**MATERIALS PROVIDED:**
★ ★ ★ ★

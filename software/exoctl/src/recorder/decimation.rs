//! Recorder wrapper that decimates rows before forwarding them.

use std::num::NonZeroUsize;

use serde::{Deserialize, Serialize};

use crate::context::ControllerCtx;

use super::Recorder;

/// Wraps another recorder and forwards every Nth row, starting with the first.
#[derive(Serialize, Deserialize)]
pub struct DecimationRecorder {
    nth: NonZeroUsize,
    inner: Box<dyn Recorder>,

    #[serde(skip)]
    remaining: usize,
    #[serde(skip)]
    initialized: bool,
}

impl DecimationRecorder {
    pub fn new(inner: Box<dyn Recorder>, nth: NonZeroUsize) -> Self {
        Self {
            nth,
            inner,
            remaining: 0,
            initialized: false,
        }
    }
}

#[typetag::serde]
impl Recorder for DecimationRecorder {
    fn init(&mut self, ctx: &ControllerCtx, column_names: &[String]) -> Result<(), String> {
        self.remaining = 0;
        let result = self.inner.init(ctx, column_names);
        self.initialized = result.is_ok();
        result
    }

    fn consume(&mut self, values: Vec<f64>) -> Result<(), String> {
        if !self.initialized {
            return Err("DecimationRecorder must be initialized before consuming data".to_owned());
        }

        if self.remaining == 0 {
            self.remaining = self.nth.get() - 1;
            self.inner.consume(values)
        } else {
            self.remaining -= 1;
            Ok(())
        }
    }

    fn terminate(&mut self) -> Result<(), String> {
        let result = self.inner.terminate();
        self.remaining = 0;
        self.initialized = false;
        result
    }
}

#[cfg(test)]
mod tests {
    use super::*;
    use crate::recorder::LatestRowRecorder;

    #[test]
    fn forwards_every_nth_row() {
        let (latest, handle) = LatestRowRecorder::new();
        let mut recorder = DecimationRecorder::new(Box::new(latest), NonZeroUsize::new(3).unwrap());
        recorder
            .init(&ControllerCtx::default(), &["step".to_owned()])
            .unwrap();

        let mut seen = Vec::new();
        for step in 0..7 {
            recorder.consume(vec![step as f64]).unwrap();
            seen.push(handle.latest().values[0]);
        }
        assert_eq!(seen, vec![0.0, 0.0, 0.0, 3.0, 3.0, 3.0, 6.0]);
    }

    #[test]
    fn consume_before_init_is_an_error() {
        let (latest, _handle) = LatestRowRecorder::new();
        let mut recorder = DecimationRecorder::new(Box::new(latest), NonZeroUsize::MIN);
        assert!(recorder.consume(vec![1.0]).is_err());
    }
}
//! Runtime state built by `init` and dropped by `terminate`

use std::collections::BTreeMap;

use tracing::warn;

use crate::calc::{JointErrorTracker, Topology, TorqueAllocator};
use crate::config::PidGains;

/// Report the first fault of each recorder, then every this-many after that
const FAULT_REPORT_INTERVAL: u64 = 1000;

/// Everything the controller needs between steps that is not configuration
pub(super) struct ControllerState {
    pub topology: Topology,
    pub gains: Vec<PidGains>,
    pub coordinates: Vec<String>,

    /// One per joint, persisted for the whole run
    pub trackers: Vec<JointErrorTracker>,

    pub allocator: TorqueAllocator,

    /// Names of recorders that initialized successfully
    pub active_recorders: Vec<String>,

    /// Swallowed telemetry faults per recorder
    pub recorder_faults: BTreeMap<String, u64>,
}

impl ControllerState {
    /// Count a telemetry fault without letting it reach the control path
    pub fn note_recorder_fault(&mut self, name: &str, msg: &str) {
        let count = self.recorder_faults.entry(name.to_owned()).or_insert(0);
        *count += 1;
        if *count == 1 || *count % FAULT_REPORT_INTERVAL == 0 {
            warn!("Recorder `{name}` failed ({count} faults so far): {msg}");
        }
    }

    pub fn telemetry_faults(&self) -> u64 {
        self.recorder_faults.values().sum()
    }
}
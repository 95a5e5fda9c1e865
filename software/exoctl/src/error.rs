//! Faults that can surface from the control path.
//!
//! Telemetry faults have no variant here: they are counted by the controller
//! and never returned to the host.

use thiserror::Error;

#[derive(Error, Debug)]
pub enum ControlError {
    /// Invalid gains, topology, rated force, or an identifier that does not
    /// resolve against the mechanical model. Raised before any step runs.
    #[error("Configuration fault: {0}")]
    Configuration(String),

    /// `step` was called before a successful `init`
    #[error("Controller must be initialized before stepping")]
    NotInitialized,

    /// The mechanical model returned malformed or unavailable state mid-step
    #[error("State query `{query}` failed: {msg}")]
    StateQuery { query: &'static str, msg: String },

    /// Writing a control value to the actuation interface failed
    #[error("Failed to write control for actuator `{actuator}`: {msg}")]
    Actuation { actuator: String, msg: String },

    #[error("Config file error: {0}")]
    Io(#[from] std::io::Error),

    #[error("Config (de)serialization error: {0}")]
    Json(#[from] serde_json::Error),
}

impl ControlError {
    /// Whether this fault indicates bad setup rather than bad runtime state
    pub fn is_configuration_fault(&self) -> bool {
        matches!(
            self,
            Self::Configuration(_) | Self::NotInitialized | Self::Io(_) | Self::Json(_)
        )
    }

    pub(crate) fn state_query(query: &'static str, msg: impl Into<String>) -> Self {
        Self::StateQuery {
            query,
            msg: msg.into(),
        }
    }
}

★ ★ ★ ★

**THE PROBLEM:** Copy each line of the data that contains the word "PidGains", leaving the other lines out.

**RESPONSE AREA:**
use crate::config::PidGains;
    pub gains: Vec<PidGains>,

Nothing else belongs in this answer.